Klare Kante mit größtmöglichster Verachtung, die nur ein Schreibtischmensch für andere Schreibtischmenschen haben kann. Aber in seiner Güte sagt er es uns, damit wir uns nicht weiter in politische Widersprüche verheddern. Gut, dass es Menschen wie Voß gibt, die den Überblick haben, weil sie mit allen queer-theoretischen Wassern gewaschen sind und nun über allen Wassern schweben. /©RH

Ein Kommentar zu „Murks am Montagmorgen: Bevormundung von Heinz-Jürgen Voß (um Bevormundung zu vermeiden)

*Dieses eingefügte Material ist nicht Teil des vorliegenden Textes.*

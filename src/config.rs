//! # Scene configuration
//!
//! TOML description of the star system and of the startup state of the viewer. Every section
//! is optional; an empty document gives the built-in system of
//! [`default_bodies`](crate::seed::default_bodies) with default settings.
//!
//! ```toml
//! [simulation]
//! time_scale = 60.0     # simulation seconds per real second
//! paused = false
//! path_samples = 256    # vertices per orbit polyline
//! period_hint = 0.0     # <= 0: sample 2π/n for each body
//!
//! [camera]
//! yaw_deg = 45.0
//! pitch_deg = -20.0
//! distance = 30.0
//!
//! [viewport]
//! width = 1280
//! height = 720
//!
//! [[bodies]]            # first entry is the central body
//! name = "Sun"
//! color = [1.0, 0.95, 0.3]
//! radius = 1.5
//!
//! [[bodies]]
//! name = "Timber Hearth"
//! color = [0.3, 0.8, 0.9]
//! radius = 0.5
//! orbit = { semi_major_axis = 6.0, eccentricity = 0.02, periapsis_argument = 0.2, inclination = 0.05, mean_angular_velocity = 0.6 }
//! ```
//!
//! Validation happens at load time, so a bad element set stops the program before the first
//! frame instead of drawing NaN vertices.

use std::fs;
use std::path::Path;

use serde::Deserialize;
use tracing::{debug, info};

use crate::{
    camera::OrbitCamera,
    constants::{
        Rgb, CAMERA_DEFAULT_DISTANCE, CAMERA_DEFAULT_PITCH_DEG, CAMERA_DEFAULT_YAW_DEG,
        DEFAULT_PATH_SAMPLES, DEFAULT_TIME_SCALE, DEFAULT_VIEWPORT_HEIGHT, DEFAULT_VIEWPORT_WIDTH,
        MAX_PATH_SAMPLES, MAX_TIME_SCALE,
    },
    orbit_type::{Body, Orbit},
    orrery_errors::OrreryError,
    seed::default_bodies,
};

/// Load and validate a configuration file.
pub struct ConfigLoader;

impl ConfigLoader {
    pub fn load_from_path(path: &Path) -> Result<OrreryConfig, OrreryError> {
        info!("Loading configuration from {}", path.display());
        let raw = fs::read_to_string(path)?;
        OrreryConfig::from_toml_str(&raw)
    }
}

#[derive(Debug, Clone, Default, PartialEq, Deserialize)]
#[serde(default, deny_unknown_fields)]
pub struct OrreryConfig {
    pub simulation: SimulationConfig,
    pub camera: CameraConfig,
    pub viewport: ViewportConfig,
    pub bodies: Vec<BodyConfig>,
}

impl OrreryConfig {
    /// Parse and validate a TOML document.
    pub fn from_toml_str(raw: &str) -> Result<Self, OrreryError> {
        let config: OrreryConfig = toml::from_str(raw)?;
        config.validate()?;
        debug!(
            bodies = config.bodies.len(),
            path_samples = config.simulation.path_samples,
            "configuration parsed"
        );
        Ok(config)
    }

    /// Check every section. Called by [`OrreryConfig::from_toml_str`].
    pub fn validate(&self) -> Result<(), OrreryError> {
        let sim = &self.simulation;
        if !sim.time_scale.is_finite()
            || sim.time_scale <= 0.0
            || sim.time_scale > MAX_TIME_SCALE
        {
            return Err(OrreryError::InvalidTimeScale(sim.time_scale));
        }
        if sim.path_samples < 2 {
            return Err(OrreryError::TooFewSamples(sim.path_samples));
        }
        if sim.path_samples > MAX_PATH_SAMPLES {
            return Err(OrreryError::TooManySamples {
                got: sim.path_samples,
                max: MAX_PATH_SAMPLES,
            });
        }
        if !sim.period_hint.is_finite() {
            return Err(OrreryError::InvalidConfig(
                "simulation.period_hint must be finite".into(),
            ));
        }
        if !self.camera.distance.is_finite()
            || !self.camera.yaw_deg.is_finite()
            || !self.camera.pitch_deg.is_finite()
        {
            return Err(OrreryError::InvalidConfig(
                "camera angles and distance must be finite".into(),
            ));
        }
        if self.viewport.width == 0 || self.viewport.height == 0 {
            return Err(OrreryError::InvalidConfig(
                "viewport dimensions must be non-zero".into(),
            ));
        }
        self.bodies().map(|_| ())
    }

    /// Bodies described by the document, or the built-in system when none are listed.
    pub fn bodies(&self) -> Result<Vec<Body>, OrreryError> {
        if self.bodies.is_empty() {
            return Ok(default_bodies());
        }
        self.bodies.iter().map(BodyConfig::to_body).collect()
    }

    pub fn camera(&self) -> OrbitCamera {
        OrbitCamera::from_degrees(
            self.camera.yaw_deg,
            self.camera.pitch_deg,
            self.camera.distance,
        )
    }

    /// Human friendly description of key configuration choices.
    pub fn summary_lines(&self) -> Vec<String> {
        let sim = &self.simulation;
        let bodies = if self.bodies.is_empty() {
            "bodies: built-in system".to_string()
        } else {
            let names: Vec<&str> = self.bodies.iter().map(|b| b.name.as_str()).collect();
            format!("bodies: {} ({})", names.len(), names.join(", "))
        };
        let clock = format!(
            "clock: scale={}x, {}",
            sim.time_scale,
            if sim.paused { "paused" } else { "running" }
        );
        let paths = if sim.period_hint > 0.0 {
            format!(
                "paths: {} samples over {} s",
                sim.path_samples, sim.period_hint
            )
        } else {
            format!("paths: {} samples over one period", sim.path_samples)
        };
        let camera = format!(
            "camera: yaw={}°, pitch={}°, distance={}",
            self.camera.yaw_deg, self.camera.pitch_deg, self.camera.distance
        );
        let viewport = format!(
            "viewport: {}x{}",
            self.viewport.width, self.viewport.height
        );

        vec![bodies, clock, paths, camera, viewport]
    }
}

#[derive(Debug, Clone, PartialEq, Deserialize)]
#[serde(default, deny_unknown_fields)]
pub struct SimulationConfig {
    pub time_scale: f64,
    pub paused: bool,
    pub path_samples: usize,
    /// Time span covered by every orbit polyline; `<= 0` uses each orbit's own period.
    pub period_hint: f64,
}

impl Default for SimulationConfig {
    fn default() -> Self {
        Self {
            time_scale: DEFAULT_TIME_SCALE,
            paused: false,
            path_samples: DEFAULT_PATH_SAMPLES,
            period_hint: 0.0,
        }
    }
}

#[derive(Debug, Clone, PartialEq, Deserialize)]
#[serde(default, deny_unknown_fields)]
pub struct CameraConfig {
    pub yaw_deg: f64,
    pub pitch_deg: f64,
    pub distance: f64,
}

impl Default for CameraConfig {
    fn default() -> Self {
        Self {
            yaw_deg: CAMERA_DEFAULT_YAW_DEG,
            pitch_deg: CAMERA_DEFAULT_PITCH_DEG,
            distance: CAMERA_DEFAULT_DISTANCE,
        }
    }
}

#[derive(Debug, Clone, PartialEq, Deserialize)]
#[serde(default, deny_unknown_fields)]
pub struct ViewportConfig {
    pub width: u32,
    pub height: u32,
}

impl Default for ViewportConfig {
    fn default() -> Self {
        Self {
            width: DEFAULT_VIEWPORT_WIDTH,
            height: DEFAULT_VIEWPORT_HEIGHT,
        }
    }
}

#[derive(Debug, Clone, PartialEq, Deserialize)]
#[serde(deny_unknown_fields)]
pub struct BodyConfig {
    pub name: String,
    pub color: Rgb,
    pub radius: f32,
    /// Omitted for the central body.
    #[serde(default)]
    pub orbit: Option<Orbit>,
}

impl BodyConfig {
    pub fn to_body(&self) -> Result<Body, OrreryError> {
        Body::new(
            self.name.clone(),
            self.orbit.unwrap_or(Orbit::FIXED),
            self.color,
            self.radius,
        )
    }
}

  1. „Postkolonial“ ist übrigens ein beliebter Begriff in der Genderdiskussion, doch er wird nirgendwo erklärt. Ich bin seit einiger Zeit am lesen von Gendertexten aus den letzten Jahrzehnten. Sogar in der vorgeschichtlichen Zeit gab es Gender! Es besteht die Gefahr, dass diese völlig vergessen oder ignoriert werden! Wer über Russland diskutieren will, sollte unbedingt die Ausgabe Nr. 10/2013 von „Osteuropa“ lesen!